Saved entries
*** Begin section ***
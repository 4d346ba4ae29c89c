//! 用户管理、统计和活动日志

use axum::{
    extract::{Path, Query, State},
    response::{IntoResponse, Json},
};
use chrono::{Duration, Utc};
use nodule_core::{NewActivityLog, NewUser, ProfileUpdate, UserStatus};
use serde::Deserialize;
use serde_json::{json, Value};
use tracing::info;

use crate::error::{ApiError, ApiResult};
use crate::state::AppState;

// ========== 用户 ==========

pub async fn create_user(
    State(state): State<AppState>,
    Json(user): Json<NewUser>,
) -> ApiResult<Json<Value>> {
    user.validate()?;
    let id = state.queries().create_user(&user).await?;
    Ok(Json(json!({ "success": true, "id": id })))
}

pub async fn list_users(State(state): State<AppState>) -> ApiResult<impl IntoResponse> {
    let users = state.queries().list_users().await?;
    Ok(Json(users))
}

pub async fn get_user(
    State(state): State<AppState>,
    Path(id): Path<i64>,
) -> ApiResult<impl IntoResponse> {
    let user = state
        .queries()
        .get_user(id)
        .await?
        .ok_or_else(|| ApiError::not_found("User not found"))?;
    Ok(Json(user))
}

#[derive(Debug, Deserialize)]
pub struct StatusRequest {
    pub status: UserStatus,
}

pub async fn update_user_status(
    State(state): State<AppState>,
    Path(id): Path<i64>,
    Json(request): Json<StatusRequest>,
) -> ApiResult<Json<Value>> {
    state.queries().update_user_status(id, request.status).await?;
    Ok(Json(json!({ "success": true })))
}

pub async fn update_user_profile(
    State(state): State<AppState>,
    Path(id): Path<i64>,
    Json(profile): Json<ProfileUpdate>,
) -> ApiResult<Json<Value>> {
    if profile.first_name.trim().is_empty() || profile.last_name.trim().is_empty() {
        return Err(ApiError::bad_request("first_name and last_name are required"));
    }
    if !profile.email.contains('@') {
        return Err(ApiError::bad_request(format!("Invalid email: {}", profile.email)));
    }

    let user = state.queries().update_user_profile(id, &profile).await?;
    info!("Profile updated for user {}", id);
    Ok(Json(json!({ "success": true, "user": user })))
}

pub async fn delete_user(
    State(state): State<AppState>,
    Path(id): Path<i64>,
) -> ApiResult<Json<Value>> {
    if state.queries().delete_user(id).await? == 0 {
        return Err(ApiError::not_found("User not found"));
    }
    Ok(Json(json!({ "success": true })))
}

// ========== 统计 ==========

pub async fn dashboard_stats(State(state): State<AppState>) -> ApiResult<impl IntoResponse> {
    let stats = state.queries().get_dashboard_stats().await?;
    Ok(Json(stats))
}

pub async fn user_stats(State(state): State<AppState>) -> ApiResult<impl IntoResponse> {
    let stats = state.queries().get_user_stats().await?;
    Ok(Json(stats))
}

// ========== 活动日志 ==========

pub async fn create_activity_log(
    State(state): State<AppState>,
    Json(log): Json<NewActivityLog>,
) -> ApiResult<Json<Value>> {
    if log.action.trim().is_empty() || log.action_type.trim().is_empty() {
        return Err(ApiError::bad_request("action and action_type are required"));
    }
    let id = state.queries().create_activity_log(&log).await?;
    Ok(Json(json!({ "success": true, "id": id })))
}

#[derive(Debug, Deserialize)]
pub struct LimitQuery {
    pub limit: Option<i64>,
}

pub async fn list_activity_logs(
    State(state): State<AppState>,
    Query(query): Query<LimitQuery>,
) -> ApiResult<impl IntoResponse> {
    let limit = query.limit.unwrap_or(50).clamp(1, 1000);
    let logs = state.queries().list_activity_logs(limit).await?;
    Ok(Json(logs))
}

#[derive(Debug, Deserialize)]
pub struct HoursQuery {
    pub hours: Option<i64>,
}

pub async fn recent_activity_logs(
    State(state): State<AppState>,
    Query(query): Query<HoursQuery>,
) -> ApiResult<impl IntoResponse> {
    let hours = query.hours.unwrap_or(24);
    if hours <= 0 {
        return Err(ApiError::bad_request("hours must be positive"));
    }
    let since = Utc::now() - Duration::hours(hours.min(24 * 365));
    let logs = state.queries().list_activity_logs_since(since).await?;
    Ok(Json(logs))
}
*** End section ***
*** Begin section ***
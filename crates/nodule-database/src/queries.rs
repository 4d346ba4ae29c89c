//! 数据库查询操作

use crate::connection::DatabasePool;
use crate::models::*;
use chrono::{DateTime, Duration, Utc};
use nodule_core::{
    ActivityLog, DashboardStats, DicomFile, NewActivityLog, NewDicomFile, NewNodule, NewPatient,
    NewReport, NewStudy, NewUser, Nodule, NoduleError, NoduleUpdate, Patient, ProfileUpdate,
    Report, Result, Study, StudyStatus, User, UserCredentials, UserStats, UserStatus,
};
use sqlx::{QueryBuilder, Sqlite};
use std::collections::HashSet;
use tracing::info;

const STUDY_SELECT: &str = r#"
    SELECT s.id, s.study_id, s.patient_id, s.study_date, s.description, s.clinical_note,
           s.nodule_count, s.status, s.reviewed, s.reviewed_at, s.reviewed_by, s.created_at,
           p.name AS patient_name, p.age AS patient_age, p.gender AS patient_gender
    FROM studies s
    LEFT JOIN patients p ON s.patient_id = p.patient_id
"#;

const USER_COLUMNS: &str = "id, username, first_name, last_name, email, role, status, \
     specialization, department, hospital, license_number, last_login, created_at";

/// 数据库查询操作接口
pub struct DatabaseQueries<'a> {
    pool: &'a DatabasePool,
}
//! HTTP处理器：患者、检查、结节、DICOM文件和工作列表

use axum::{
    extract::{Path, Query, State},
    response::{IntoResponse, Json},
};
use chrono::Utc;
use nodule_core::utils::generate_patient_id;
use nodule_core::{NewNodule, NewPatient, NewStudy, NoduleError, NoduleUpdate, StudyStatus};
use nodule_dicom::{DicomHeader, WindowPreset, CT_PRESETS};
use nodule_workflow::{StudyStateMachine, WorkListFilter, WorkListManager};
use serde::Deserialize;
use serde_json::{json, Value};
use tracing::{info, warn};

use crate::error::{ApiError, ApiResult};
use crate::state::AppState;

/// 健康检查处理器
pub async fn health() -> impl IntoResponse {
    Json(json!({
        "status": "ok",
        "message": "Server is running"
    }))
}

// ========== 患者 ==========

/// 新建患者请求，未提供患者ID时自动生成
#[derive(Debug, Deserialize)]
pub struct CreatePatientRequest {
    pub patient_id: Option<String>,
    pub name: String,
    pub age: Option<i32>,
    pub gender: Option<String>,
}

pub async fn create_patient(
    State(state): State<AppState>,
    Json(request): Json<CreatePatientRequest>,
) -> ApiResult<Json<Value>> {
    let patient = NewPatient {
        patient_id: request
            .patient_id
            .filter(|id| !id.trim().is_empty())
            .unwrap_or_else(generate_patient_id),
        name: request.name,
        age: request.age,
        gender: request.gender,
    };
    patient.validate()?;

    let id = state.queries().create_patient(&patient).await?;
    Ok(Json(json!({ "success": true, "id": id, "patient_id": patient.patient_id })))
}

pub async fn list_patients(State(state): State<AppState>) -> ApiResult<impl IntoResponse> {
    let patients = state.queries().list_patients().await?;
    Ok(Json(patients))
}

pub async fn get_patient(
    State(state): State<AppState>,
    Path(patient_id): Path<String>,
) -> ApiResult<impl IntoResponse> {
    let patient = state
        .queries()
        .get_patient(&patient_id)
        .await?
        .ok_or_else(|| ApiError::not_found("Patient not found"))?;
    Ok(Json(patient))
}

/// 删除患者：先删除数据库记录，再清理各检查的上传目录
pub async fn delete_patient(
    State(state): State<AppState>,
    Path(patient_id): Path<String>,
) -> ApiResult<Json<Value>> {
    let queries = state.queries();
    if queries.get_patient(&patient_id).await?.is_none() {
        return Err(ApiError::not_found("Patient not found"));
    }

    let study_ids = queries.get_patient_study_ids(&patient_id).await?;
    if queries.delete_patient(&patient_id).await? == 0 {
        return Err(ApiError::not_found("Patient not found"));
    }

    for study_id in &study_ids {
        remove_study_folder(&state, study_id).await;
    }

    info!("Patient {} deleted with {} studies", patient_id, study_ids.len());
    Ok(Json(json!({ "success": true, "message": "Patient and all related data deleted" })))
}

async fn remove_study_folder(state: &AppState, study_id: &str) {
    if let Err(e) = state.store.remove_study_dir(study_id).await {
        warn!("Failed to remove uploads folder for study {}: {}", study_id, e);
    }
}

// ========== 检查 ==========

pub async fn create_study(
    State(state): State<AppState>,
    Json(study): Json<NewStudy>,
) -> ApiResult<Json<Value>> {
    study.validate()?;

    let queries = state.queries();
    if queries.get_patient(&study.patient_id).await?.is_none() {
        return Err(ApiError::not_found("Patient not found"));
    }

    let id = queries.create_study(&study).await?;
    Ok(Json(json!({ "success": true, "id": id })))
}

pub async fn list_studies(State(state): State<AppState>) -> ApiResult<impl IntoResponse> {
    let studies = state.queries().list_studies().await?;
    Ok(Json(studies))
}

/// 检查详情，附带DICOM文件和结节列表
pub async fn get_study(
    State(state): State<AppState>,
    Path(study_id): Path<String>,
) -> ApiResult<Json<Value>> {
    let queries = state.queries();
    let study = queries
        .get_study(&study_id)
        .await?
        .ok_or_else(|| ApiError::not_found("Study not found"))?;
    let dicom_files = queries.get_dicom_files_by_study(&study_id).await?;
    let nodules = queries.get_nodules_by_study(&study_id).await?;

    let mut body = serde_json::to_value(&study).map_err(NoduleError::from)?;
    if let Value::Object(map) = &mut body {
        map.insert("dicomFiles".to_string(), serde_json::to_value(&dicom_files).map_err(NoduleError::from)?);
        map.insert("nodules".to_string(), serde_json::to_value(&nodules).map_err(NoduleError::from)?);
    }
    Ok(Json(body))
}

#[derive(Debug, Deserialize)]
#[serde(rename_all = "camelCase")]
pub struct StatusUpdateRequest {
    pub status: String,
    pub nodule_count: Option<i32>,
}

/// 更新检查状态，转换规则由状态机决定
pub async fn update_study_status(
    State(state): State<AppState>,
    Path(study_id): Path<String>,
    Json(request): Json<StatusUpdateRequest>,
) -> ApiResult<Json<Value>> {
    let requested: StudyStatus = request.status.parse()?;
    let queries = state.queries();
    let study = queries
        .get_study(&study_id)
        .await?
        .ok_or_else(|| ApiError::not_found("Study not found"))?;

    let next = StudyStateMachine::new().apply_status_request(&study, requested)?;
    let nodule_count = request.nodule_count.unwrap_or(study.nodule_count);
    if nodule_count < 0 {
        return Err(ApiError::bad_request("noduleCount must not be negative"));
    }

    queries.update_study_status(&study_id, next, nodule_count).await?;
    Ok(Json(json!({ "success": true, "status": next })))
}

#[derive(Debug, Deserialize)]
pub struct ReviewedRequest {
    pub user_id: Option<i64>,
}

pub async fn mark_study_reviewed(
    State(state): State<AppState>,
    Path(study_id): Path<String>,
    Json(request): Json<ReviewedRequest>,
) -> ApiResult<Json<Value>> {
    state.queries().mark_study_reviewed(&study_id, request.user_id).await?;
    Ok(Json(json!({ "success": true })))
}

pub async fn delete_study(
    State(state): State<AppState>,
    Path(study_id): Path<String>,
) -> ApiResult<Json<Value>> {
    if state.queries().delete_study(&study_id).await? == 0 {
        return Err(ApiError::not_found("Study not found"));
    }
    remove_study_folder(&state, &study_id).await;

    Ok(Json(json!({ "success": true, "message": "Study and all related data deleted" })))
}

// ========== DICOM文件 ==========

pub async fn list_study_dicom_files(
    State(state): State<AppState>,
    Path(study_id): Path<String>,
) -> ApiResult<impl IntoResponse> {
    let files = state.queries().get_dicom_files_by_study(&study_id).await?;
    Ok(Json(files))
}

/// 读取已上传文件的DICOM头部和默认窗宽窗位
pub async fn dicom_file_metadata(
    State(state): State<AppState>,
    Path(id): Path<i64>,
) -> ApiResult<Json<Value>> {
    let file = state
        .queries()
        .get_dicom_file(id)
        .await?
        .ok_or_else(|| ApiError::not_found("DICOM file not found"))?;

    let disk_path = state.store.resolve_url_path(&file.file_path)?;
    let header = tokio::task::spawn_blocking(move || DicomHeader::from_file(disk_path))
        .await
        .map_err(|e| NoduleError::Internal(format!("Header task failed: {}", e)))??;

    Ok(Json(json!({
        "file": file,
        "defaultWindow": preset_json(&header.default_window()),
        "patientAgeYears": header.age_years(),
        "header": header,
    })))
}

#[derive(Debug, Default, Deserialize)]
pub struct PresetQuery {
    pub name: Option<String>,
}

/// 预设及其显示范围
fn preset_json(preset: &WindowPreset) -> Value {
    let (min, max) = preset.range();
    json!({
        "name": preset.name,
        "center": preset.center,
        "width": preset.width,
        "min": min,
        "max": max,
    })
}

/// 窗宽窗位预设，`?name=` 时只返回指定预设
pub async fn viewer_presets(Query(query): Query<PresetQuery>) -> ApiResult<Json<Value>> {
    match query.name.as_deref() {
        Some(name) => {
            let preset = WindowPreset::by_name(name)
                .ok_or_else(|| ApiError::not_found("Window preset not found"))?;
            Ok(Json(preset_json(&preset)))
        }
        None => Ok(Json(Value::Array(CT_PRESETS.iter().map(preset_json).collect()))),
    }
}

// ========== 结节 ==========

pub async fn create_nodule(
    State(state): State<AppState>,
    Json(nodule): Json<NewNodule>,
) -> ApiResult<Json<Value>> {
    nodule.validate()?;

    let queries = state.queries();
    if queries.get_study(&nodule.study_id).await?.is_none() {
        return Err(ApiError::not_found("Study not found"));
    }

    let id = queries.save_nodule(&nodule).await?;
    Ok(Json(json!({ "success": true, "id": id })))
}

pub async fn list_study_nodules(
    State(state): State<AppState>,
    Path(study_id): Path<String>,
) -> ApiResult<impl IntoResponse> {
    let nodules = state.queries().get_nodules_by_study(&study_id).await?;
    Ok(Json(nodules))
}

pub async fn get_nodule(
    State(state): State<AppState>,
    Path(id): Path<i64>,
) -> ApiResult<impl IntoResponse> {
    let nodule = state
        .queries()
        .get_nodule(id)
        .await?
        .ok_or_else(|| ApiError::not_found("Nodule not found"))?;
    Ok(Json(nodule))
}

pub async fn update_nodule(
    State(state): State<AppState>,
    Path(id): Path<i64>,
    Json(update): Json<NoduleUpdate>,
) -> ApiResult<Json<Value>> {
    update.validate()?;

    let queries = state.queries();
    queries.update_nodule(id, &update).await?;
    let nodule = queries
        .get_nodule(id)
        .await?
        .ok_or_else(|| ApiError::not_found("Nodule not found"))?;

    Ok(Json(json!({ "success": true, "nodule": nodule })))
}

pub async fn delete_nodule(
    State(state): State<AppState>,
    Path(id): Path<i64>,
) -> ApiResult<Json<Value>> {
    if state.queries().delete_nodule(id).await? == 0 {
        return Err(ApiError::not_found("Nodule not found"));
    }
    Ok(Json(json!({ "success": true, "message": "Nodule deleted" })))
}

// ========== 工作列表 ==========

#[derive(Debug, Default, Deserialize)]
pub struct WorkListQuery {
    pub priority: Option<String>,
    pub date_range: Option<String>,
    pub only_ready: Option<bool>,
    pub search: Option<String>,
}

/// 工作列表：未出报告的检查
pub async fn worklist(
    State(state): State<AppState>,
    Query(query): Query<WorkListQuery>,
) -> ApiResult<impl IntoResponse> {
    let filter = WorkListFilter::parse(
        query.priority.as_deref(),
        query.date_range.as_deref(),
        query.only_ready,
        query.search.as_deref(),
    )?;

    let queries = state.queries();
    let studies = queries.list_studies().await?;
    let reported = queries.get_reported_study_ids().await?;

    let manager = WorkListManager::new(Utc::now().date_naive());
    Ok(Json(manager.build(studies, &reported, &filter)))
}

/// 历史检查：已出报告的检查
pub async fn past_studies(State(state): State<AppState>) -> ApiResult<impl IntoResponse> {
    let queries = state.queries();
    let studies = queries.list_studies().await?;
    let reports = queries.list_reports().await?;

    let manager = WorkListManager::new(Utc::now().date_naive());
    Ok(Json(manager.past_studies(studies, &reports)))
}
*** End section ***
**REQUIRED ACTION**:
Read the entries and select each line where the word "DatabasePool" is found.

**TASK SOLUTION**:
use crate::connection::DatabasePool;
    pool: &'a DatabasePool,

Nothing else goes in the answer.